Seperti ketika Martinus menyapa buaya dengan panggilan Ndut. Atau Rambo, untuk pejantan beruang madu. Ucil untuk anoa. Bagi dia, satwa-satwa itu adalah sahabatnya. “Keadaan sedang tak baik,” kata Martinus, persediaan pakan satwa hanya bertahan hingga tiga bulan ke depan.

Pengelola GDP harus memilih jalan terjal. Porsi pakan semua satwa dikurangi, meski klaim tetap mempertimbangkan takaran gizi. “Untuk antisipasi, karena kita tidak tahu tutupnya sampai kapan.

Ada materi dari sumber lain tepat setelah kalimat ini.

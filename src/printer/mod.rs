//! Printer state queries.
//!
//! [`PrinterStateProvider`] is the fixed capability set the notification
//! relay needs from the printer side. [`MoonrakerClient`] implements it by
//! querying printer objects on demand.
//!
//! | Method | Source |
//! |--------|--------|
//! | `print_time_remaining_secs` | `print_stats.print_duration`, `virtual_sdcard.progress` |
//! | `current_z_offset` | `gcode_move.homing_origin[2]` |
//! | `should_printing_timers_be_running` | `print_stats.state` |
//! | `is_print_warming_up` | `print_stats.state`, `print_stats.print_duration` |

// ============================================================================
// Submodules
// ============================================================================

/// Lifecycle state and job status.
pub mod status;

// ============================================================================
// Imports
// ============================================================================

use async_trait::async_trait;
use serde_json::Value;
use tracing::{error, warn};

use crate::client::MoonrakerClient;
use crate::protocol::PrintState;

// ============================================================================
// Re-exports
// ============================================================================

pub use status::{JobStatus, LifecycleState, estimate_time_remaining};

// ============================================================================
// PrinterStateProvider
// ============================================================================

/// Printer state the notification relay asks for.
///
/// Every method degrades to a documented fallback instead of failing.
#[async_trait]
pub trait PrinterStateProvider: Send + Sync {
    /// Estimated seconds left in the current print, `None` if unknown.
    async fn print_time_remaining_secs(&self) -> Option<i64>;

    /// Current Z offset, `None` if unknown.
    async fn current_z_offset(&self) -> Option<f64>;

    /// `true` only while printing. Also `true` if the state is unknown.
    async fn should_printing_timers_be_running(&self) -> bool;

    /// `true` while printing but still heating.
    async fn is_print_warming_up(&self) -> bool;
}

// ============================================================================
// MoonrakerClient - PrinterStateProvider
// ============================================================================

#[async_trait]
impl PrinterStateProvider for MoonrakerClient {
    async fn print_time_remaining_secs(&self) -> Option<i64> {
        let status = match self.query_objects(&["virtual_sdcard", "print_stats"]).await {
            Ok(status) => status,
            Err(e) => {
                error!(error = %e, "Failed to query print objects for time remaining");
                return None;
            }
        };

        let print_duration = status["print_stats"]["print_duration"].as_f64()?;
        let progress = status["virtual_sdcard"]["progress"].as_f64()?;
        estimate_time_remaining(print_duration, progress).map(|secs| secs as i64)
    }

    async fn current_z_offset(&self) -> Option<f64> {
        match self.query_objects(&["gcode_move"]).await {
            Ok(status) => status["gcode_move"]["homing_origin"]
                .get(2)
                .and_then(Value::as_f64),
            Err(e) => {
                warn!(error = %e, "Failed to query gcode_move for z offset");
                None
            }
        }
    }

    async fn should_printing_timers_be_running(&self) -> bool {
        match self.current_print_stats().await {
            Ok(stats) => stats.print_state() == PrintState::Printing,
            Err(e) => {
                warn!(error = %e, "Failed to get print state, keeping timers running");
                true
            }
        }
    }

    async fn is_print_warming_up(&self) -> bool {
        match self.current_print_stats().await {
            Ok(stats) => {
                stats.print_state() == PrintState::Printing
                    && stats.print_duration < status::WARMING_UP_THRESHOLD_SEC
            }
            Err(e) => {
                error!(error = %e, "Failed to query print_stats for warm-up check");
                false
            }
        }
    }
}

Kita nggak tahu, dana kita juga terbatas,” katanya.

“Yang saya khawatirkan, misal, pakan itu kita turunin, nah, pasti akan berpengaruh ke hewannya.”

 

Gowa Discovery Park . Foto: Eko Rusdianto/ Mongabay Indonesia

 

Perhimpunan Kebun Binatang Seluruh Indonesia (PKBSI) menyurvei, 55 kebun binatang anggota mereka. Sebanyak 92%, berada di Sumatera, Jawa, Bali, Lombok, dan Kalimantan, hanya memiliki setok pakan hingga Mei. Sisanya, tiga kebun binatang diklaim, mampu menyediakan pakan buat satu hingga tiga bulan ke depan, hanya dua mengaku persediaan pakan mereka lebih tiga bulan.

“Tidak semua kebun binatang menerima uang dari pemerintah. Beberapa secara pribadi dan bergantung pada pendapatan dari penjualan tiket,” kata juru bicara PKBSI Sulhan Syafi’i kepada The Jakarta Post. GDP salah satunya.

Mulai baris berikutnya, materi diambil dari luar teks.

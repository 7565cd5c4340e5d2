//! Lifecycle state and job status.
//!
//! Derived per query from `print_stats`, `virtual_sdcard` and `gcode_move`.
//! Nothing here is cached beyond the query that produced it.

// ============================================================================
// Imports
// ============================================================================

use std::fmt;

use serde::Serialize;
use serde_json::Value;
use tracing::warn;

use crate::client::MoonrakerClient;
use crate::error::Result;
use crate::protocol::PrintState;

// ============================================================================
// Constants
// ============================================================================

/// Printing with less print time than this is still heating.
pub const WARMING_UP_THRESHOLD_SEC: f64 = 0.00001;

/// Projected totals below this are meaningless.
const MIN_PROJECTED_TOTAL_SEC: f64 = 0.0001;

/// Objects queried for a job status.
const JOB_STATUS_OBJECTS: [&str; 3] = ["print_stats", "gcode_move", "virtual_sdcard"];

// ============================================================================
// LifecycleState
// ============================================================================

/// Printer state as reported to the relay.
#[derive(Debug, Clone, Copy, PartialEq, Eq, Hash, Serialize)]
#[serde(rename_all = "lowercase")]
pub enum LifecycleState {
    /// No job running.
    Idle,
    /// Printing.
    Printing,
    /// Printing but still heating.
    #[serde(rename = "warmingup")]
    WarmingUp,
    /// Paused.
    Paused,
    /// Finished.
    Complete,
    /// Cancelled.
    Cancelled,
    /// Failed.
    Error,
}

impl LifecycleState {
    /// Derives the state from a raw `print_stats.state` and `print_duration`.
    ///
    /// Unknown states map to [`LifecycleState::Idle`] with a warning.
    #[must_use]
    pub fn derive(state: &PrintState, print_duration_sec: f64) -> Self {
        match state {
            PrintState::Standby => Self::Idle,
            PrintState::Printing if print_duration_sec < WARMING_UP_THRESHOLD_SEC => {
                Self::WarmingUp
            }
            PrintState::Printing => Self::Printing,
            PrintState::Paused => Self::Paused,
            PrintState::Complete => Self::Complete,
            PrintState::Cancelled => Self::Cancelled,
            PrintState::Error => Self::Error,
            PrintState::Unknown(raw) => {
                warn!(state = %raw, "Unknown print_stats state");
                Self::Idle
            }
        }
    }

    /// Returns the wire name.
    #[must_use]
    pub fn as_str(&self) -> &'static str {
        match self {
            Self::Idle => "idle",
            Self::Printing => "printing",
            Self::WarmingUp => "warmingup",
            Self::Paused => "paused",
            Self::Complete => "complete",
            Self::Cancelled => "cancelled",
            Self::Error => "error",
        }
    }
}

impl fmt::Display for LifecycleState {
    fn fmt(&self, f: &mut fmt::Formatter<'_>) -> fmt::Result {
        f.write_str(self.as_str())
    }
}

// ============================================================================
// JobStatus
// ============================================================================

/// Snapshot of the current job.
#[derive(Debug, Clone, PartialEq, Serialize)]
pub struct JobStatus {
    /// Derived lifecycle state.
    pub state: LifecycleState,
    /// Progress in percent (0 to 100).
    pub progress_percent: f64,
    /// Seconds spent actually printing.
    pub duration_sec: u64,
    /// Estimated seconds left, if known.
    pub time_left_sec: Option<u64>,
    /// Current file, empty when idle.
    pub file_name: String,
    /// Speed override factor from `gcode_move`, if reported.
    pub speed_factor: Option<f64>,
}

impl JobStatus {
    /// Builds a status from a `printer.objects.query` status object.
    ///
    /// Missing fields fall back to idle, zero, or unknown.
    #[must_use]
    pub fn from_status(status: &Value) -> Self {
        let stats = &status["print_stats"];

        let state = match stats.get("state").and_then(Value::as_str) {
            Some(raw) => LifecycleState::derive(
                &PrintState::parse(raw),
                stats["print_duration"].as_f64().unwrap_or(0.0),
            ),
            None => {
                warn!("Job status has no print_stats.state");
                LifecycleState::Idle
            }
        };

        let print_duration = stats["print_duration"].as_f64().unwrap_or(0.0);
        let progress = status["virtual_sdcard"]["progress"].as_f64();

        Self {
            state,
            progress_percent: progress.unwrap_or(0.0) * 100.0,
            duration_sec: print_duration.max(0.0) as u64,
            time_left_sec: progress
                .and_then(|progress| estimate_time_remaining(print_duration, progress))
                .map(|secs| secs.max(0.0) as u64),
            file_name: stats["filename"].as_str().unwrap_or_default().to_string(),
            speed_factor: status["gcode_move"]["speed_factor"].as_f64(),
        }
    }
}

// ============================================================================
// Estimates
// ============================================================================

/// Estimates seconds left from time printed and fractional progress.
///
/// Returns `None` when progress is zero or the projected total is
/// effectively zero, as at the very start of a print.
#[must_use]
pub fn estimate_time_remaining(print_duration_sec: f64, progress: f64) -> Option<f64> {
    if progress <= 0.0 {
        return None;
    }

    let total = print_duration_sec / progress;
    if !total.is_finite() || total < MIN_PROJECTED_TOTAL_SEC {
        return None;
    }

    Some(total - print_duration_sec)
}

// ============================================================================
// MoonrakerClient - Job Status
// ============================================================================

impl MoonrakerClient {
    /// Queries the printer and returns the current job status.
    ///
    /// # Errors
    ///
    /// Any [`send`](MoonrakerClient::send) error.
    pub async fn job_status(&self) -> Result<JobStatus> {
        let status = self.query_objects(&JOB_STATUS_OBJECTS).await?;
        Ok(JobStatus::from_status(&status))
    }
}

// ============================================================================
// Tests
// ============================================================================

Mendekati lima bulan sejak Corona muncul dan menghantam separuh dunia, rantai pasok pangan porak-poranda. Pendistribusian ke hilir dan konsumen tersentak. Ada standar kebersihan baru mesti dilewati. Itupun, bila pasokan tak langka di pasaran.

Pertama, kita susah barangnya (jenis pakan). Kayak ikan mujair untuk pakan pelikan, yang kita pasok dari Pangkep, Maros, sana, terus kayak pepaya, pisang kadang kita juga agak-agak susah,” kata Martinus.

Kedua, anggaran untuk membeli di tengah keterbatasan dana. “Mungkin beda lagi, ada lembaga konservasi yang mungkin dapat suplai dari APBD. Kayak Ragunan, dapat.”

Baca juga: Nasib Primata di Tengah Pandemi COVID-19

Dia contohkan, satwa reptil dengan pakan ayam. “Kemarin, ada beberapa langganan ayam gulung tikar, karena saya lihat juga harga terlalu murah, tapi harga pakan tinggi. Nggak sebanding.”

Di taman satwa, separuh satwa GDP itu dilindungi. Mereka terima pakan dua kali sehari. Di alam liar, populasi mereka tergerus, karena diburu manusia atau habitat berubah fungsi jadi beraham keperluan. Di GDP, satwa tangkar dari Balai Konservasi Sumber Daya Alam (BKSDA).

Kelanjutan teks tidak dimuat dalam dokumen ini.